Stored items —
*** Begin section ***

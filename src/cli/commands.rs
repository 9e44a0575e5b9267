//! Command implementations.
//!
//! Every command resolves configuration, opens the coordinator over the
//! on-disk caches, and prints either the human view or the JSON envelope.
//! Only the fetch commands and `run` contact the provider.

use chrono::{DateTime, Utc};
use serde::Serialize;

use crate::cli::args::{
    Cli, Commands, DampeningCommand, HardLimitCommand, OutputFormat, QueryArgs, SitesCommand,
};
use crate::cli::run;
use crate::core::coordinator::{Coordinator, CycleReport};
use crate::core::dampening::DampeningTarget;
use crate::core::hard_limit::HardLimitClamp;
use crate::core::models::{ForecastRecord, Site};
use crate::core::sites::OrientationAdvisory;
use crate::error::{PvcastError, Result};
use crate::providers::SolcastClient;
use crate::render::{self, RenderOptions, human};
use crate::storage::cache::CacheStore;
use crate::storage::config::ResolvedConfig;
use crate::util::env::should_use_color;

/// A resolved configuration plus the coordinator built from it.
pub struct Session {
    pub config: ResolvedConfig,
    pub coordinator: Coordinator<SolcastClient>,
    pub options: RenderOptions,
}

impl Session {
    /// Resolve configuration and load cached state. No network access.
    ///
    /// # Errors
    ///
    /// Configuration errors, or integrity errors from the caches.
    pub fn open(cli: &Cli) -> Result<Self> {
        let config = ResolvedConfig::resolve(cli)?;
        let client = SolcastClient::new(&config.base_url, config.settings.timeout)?;
        let coordinator = Coordinator::open(
            client,
            config.keys.clone(),
            config.hard_limits.clone(),
            config.settings.clone(),
            CacheStore::from_paths(&config.paths),
            Utc::now(),
        )?;
        tracing::debug!(
            config = %config.config_path.display(),
            data = %config.paths.data.display(),
            keys = config.keys.len(),
            "Coordinator opened"
        );
        Ok(Self {
            config,
            coordinator,
            options: render_options(cli),
        })
    }

    fn print<T: Serialize>(
        &self,
        command: &str,
        data: &T,
        errors: Vec<String>,
        human: impl FnOnce(bool) -> String,
    ) -> Result<()> {
        let output = render::render(command, data, errors, self.options, human)?;
        println!("{output}");
        Ok(())
    }
}

/// Output options from global flags and the terminal.
#[must_use]
pub fn render_options(cli: &Cli) -> RenderOptions {
    RenderOptions {
        format: cli.effective_format(),
        pretty: cli.pretty,
        no_color: cli.no_color || !should_use_color(cli.no_color),
    }
}

/// Run the parsed command.
///
/// # Errors
///
/// Returns the command's error; `main` renders it and maps the exit code.
pub async fn execute(cli: &Cli) -> Result<()> {
    let mut session = Session::open(cli)?;
    match &cli.command {
        Commands::Run => run::execute(&session).await,
        Commands::Update => {
            let report = session.coordinator.update(Utc::now()).await?;
            print_cycle(&session, "update", &report)
        }
        Commands::ForceUpdate => {
            let report = session.coordinator.force_update(Utc::now()).await?;
            print_cycle(&session, "force-update", &report)
        }
        Commands::ClearCache => {
            let report = session.coordinator.clear_cache(Utc::now()).await?;
            print_cycle(&session, "clear-cache", &report)
        }
        Commands::Dampening(cmd) => dampening(&mut session, cmd).await,
        Commands::HardLimit(cmd) => hard_limit(&mut session, cmd).await,
        Commands::Query(args) => query(&session, args).await,
        Commands::Status => status(&session).await,
        Commands::Sites(cmd) => sites(&session, cmd).await,
    }
}

// =============================================================================
// Fetch cycles
// =============================================================================

/// Print a cycle report; per-site failures go into the envelope's `errors`.
pub(crate) fn print_cycle(session: &Session, command: &str, report: &CycleReport) -> Result<()> {
    session.print(command, report, cycle_errors(report), |no_color| {
        human::render_cycle(report, no_color)
    })
}

/// Envelope error lines: failed fetches, then sites skipped for quota.
fn cycle_errors(report: &CycleReport) -> Vec<String> {
    let skipped = report.skipped.iter().map(|site| {
        let err = PvcastError::QuotaExhausted { site: site.clone() };
        format!("{site} [{}]: {err}", err.error_code())
    });
    report
        .failed
        .iter()
        .map(|f| format!("{} [{}]: {}", f.site, f.code, f.message))
        .chain(skipped)
        .collect()
}

// =============================================================================
// Dampening
// =============================================================================

#[derive(Debug, Serialize)]
struct DampeningData {
    target: String,
    granular: bool,
    interval_minutes: u32,
    factors: Vec<f64>,
}

async fn dampening(session: &mut Session, cmd: &DampeningCommand) -> Result<()> {
    let coordinator = &session.coordinator;
    let site = match cmd {
        DampeningCommand::Get { site } => site.as_deref(),
        DampeningCommand::Set { factors, site } => {
            coordinator.set_dampening(site.as_deref(), factors).await?;
            site.as_deref()
        }
        DampeningCommand::Granular { state } => {
            let enabled = state.enabled();
            if coordinator.set_granular(enabled).await? {
                session.config.persist_granular(enabled)?;
            }
            None
        }
    };

    let target = DampeningTarget::from_arg(site);
    let profile = session.coordinator.get_dampening(site).await?;
    let data = DampeningData {
        target: target.as_key().to_string(),
        granular: session.config.settings.granular,
        interval_minutes: profile.granularity_minutes(),
        factors: profile.factors().to_vec(),
    };
    session.print("dampening", &data, Vec::new(), |no_color| {
        human::render_dampening(target.as_key(), &profile, no_color)
    })
}

// =============================================================================
// Hard limit
// =============================================================================

#[derive(Debug, Serialize)]
struct HardLimitData {
    limits: Vec<Option<f64>>,
    total_w: Option<f64>,
}

impl HardLimitData {
    fn from_clamp(clamp: &HardLimitClamp) -> Self {
        Self {
            limits: clamp.limits().to_vec(),
            total_w: clamp.total(),
        }
    }
}

async fn hard_limit(session: &mut Session, cmd: &HardLimitCommand) -> Result<()> {
    let clamp = match cmd {
        HardLimitCommand::Set { watts } => session.coordinator.set_hard_limit(watts).await?,
        HardLimitCommand::Remove => session.coordinator.remove_hard_limit().await,
    };
    session.config.persist_hard_limits(&clamp)?;
    session.print("hard-limit", &HardLimitData::from_clamp(&clamp), Vec::new(), |no_color| {
        human::render_hard_limit(&clamp, no_color)
    })
}

// =============================================================================
// Query
// =============================================================================

fn parse_instant(flag: &str, value: &str) -> Result<DateTime<Utc>> {
    DateTime::parse_from_rfc3339(value.trim())
        .map(|t| t.with_timezone(&Utc))
        .map_err(|e| PvcastError::ConfigInvalid {
            key: flag.to_string(),
            message: format!("'{value}' is not an RFC 3339 timestamp: {e}"),
        })
}

async fn query(session: &Session, args: &QueryArgs) -> Result<()> {
    let start = parse_instant("--start", &args.start)?;
    let end = parse_instant("--end", &args.end)?;
    if end <= start {
        return Err(PvcastError::ConfigInvalid {
            key: "--end".to_string(),
            message: "must be after --start".to_string(),
        });
    }

    let records: Vec<ForecastRecord> = session
        .coordinator
        .query_forecast_data(start, end, args.site.as_deref(), args.undampened)
        .await?;
    let tz = session.config.settings.tz;
    session.print("query", &records, Vec::new(), |no_color| {
        human::render_records(&records, tz, no_color)
    })
}

// =============================================================================
// Status and sites
// =============================================================================

async fn status(session: &Session) -> Result<()> {
    let snapshot = session.coordinator.refresh(Utc::now()).await;
    let tz = session.config.settings.tz;
    session.print("status", snapshot.as_ref(), Vec::new(), |no_color| {
        human::render_status(&snapshot, tz, no_color)
    })
}

#[derive(Debug, Serialize)]
struct SitesData {
    sites: Vec<Site>,
    advisories: Vec<OrientationAdvisory>,
}

async fn sites(session: &Session, cmd: &SitesCommand) -> Result<()> {
    if let SitesCommand::Acknowledge { site } = cmd {
        let azimuth = session.coordinator.acknowledge_orientation(site).await?;
        if session.options.format == OutputFormat::Human {
            println!("Acknowledged azimuth {azimuth:.0} for {site}");
        }
    }

    let data = SitesData {
        sites: session.coordinator.sites().await,
        advisories: session.coordinator.advisories().await,
    };
    session.print("sites", &data, Vec::new(), |no_color| {
        human::render_sites(&data.sites, &data.advisories, no_color)
    })
}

*** End section ***

WORK ITEM —
All lines above containing the string "CacheStore": copy each one.

ANSWER SECTION —
use crate::storage::cache::CacheStore;
            CacheStore::from_paths(&config.paths),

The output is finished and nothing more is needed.